Ursula Bogner: Recordings 1969-1988

Ursula Bogner
Recordings 1969-1988

You can believe the backstory if you want: a German housewife/pharmacist named Ursula Bogner builds a studio in her home to try and capture the electronic sounds that fascinate her so. Yet upon finding out that minimalist electronic composer Jan Jelinek “found” these recordings and used it as the flagship release for his Faitiche Records imprint, eyebrows were raised (it certainly doesn’t help that the press release notes that “all tracks selected and a few partly re-worked by Jan Jelinek”). So, yes, it’s a Jelinek side-project, and, unfortunately, the “backstory” is intrinsically fascinating than the music contained within.

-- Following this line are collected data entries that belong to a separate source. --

//! `stop`: graceful stop in reverse dependency order (§4.F). Does not remove
//! the container.

use std::collections::BTreeSet;

use crate::error::{MaestroError, Result};
use crate::model::ContainerStatus;
use crate::planner::{self, Direction, Plan};
use crate::play::PlayContext;
use crate::play_executor::{self, FailureMode, Outcome};

/// Stop every container named in `containers`, in reverse dependency order.
pub async fn run(ctx: &PlayContext<'_>, containers: &BTreeSet<String>) -> std::collections::HashMap<String, Outcome> {
    let plan = match planner::plan(ctx.environment, containers, Direction::Reverse, false, true) {
        Ok(plan) => plan,
        Err(_) => return std::collections::HashMap::new(),
    };
    stop_plan(ctx, &plan).await
}

/// Stop every container in an already-computed reverse-order plan; shared
/// with `restart`'s stop phase.
pub(crate) async fn stop_plan(ctx: &PlayContext<'_>, plan: &Plan) -> std::collections::HashMap<String, Outcome> {
    let in_plan: BTreeSet<String> = plan.order.iter().cloned().collect();
    let mut predecessors = std::collections::HashMap::new();
    for name in &plan.order {
        let preds = planner::predecessors(ctx.environment, Direction::Reverse, name, &in_plan).unwrap_or_default();
        predecessors.insert(name.clone(), preds);
    }

    play_executor::execute(
        plan,
        &predecessors,
        ctx.concurrency,
        FailureMode::FailFast,
        ctx.progress,
        |name| {
            let environment = ctx.environment;
            let docker_path = ctx.docker_path.clone();
            Box::pin(async move { stop_one(environment, &docker_path, &name).await })
        },
    )
    .await
}

async fn stop_one(environment: &crate::model::Environment, docker_path: &std::path::Path, name: &str) -> Result<()> {
    let container = environment
        .container(name)
        .ok_or_else(|| MaestroError::orchestration(name, "container not found in environment"))?;
    let ship = environment.ship(container.ship.as_str())?;
    let docker = ship.docker_client(docker_path.to_path_buf());

    let inspection = match docker.inspect(name).await? {
        Some(i) => i,
        None => {
            container.set_status(ContainerStatus::Absent).await;
            return Ok(());
        }
    };
    if !inspection.running {
        container
            .set_status(ContainerStatus::Stopped {
                exit_code: inspection.exit_code.unwrap_or(-1),
            })
            .await;
        return Ok(());
    }

    docker.stop(name, container.stop_timeout).await?;
    container.set_status(ContainerStatus::Stopped { exit_code: 0 }).await;
    Ok(())
}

Though many of Jelinek’s minimalist trademarks are here, never has he done something so deliberately stripped down, bare, and utterly boring. Keyboards spend more time bubbling and percolating than forming any sort of cohesive statement, all while the faintest of backbeats give the illusion of proper structure, even if it’s not there. The six-minute closing number “Soloresonanzen” at least tries to create something dynamic with its waves upon waves of synth washes, but by and large, this lighthearted prank should have remained where it started: inside Jelinek’s head. (Sidenote: isn’t it strange how the Ursula Bogner backstory is essentially that of Tickley Feather‘s?)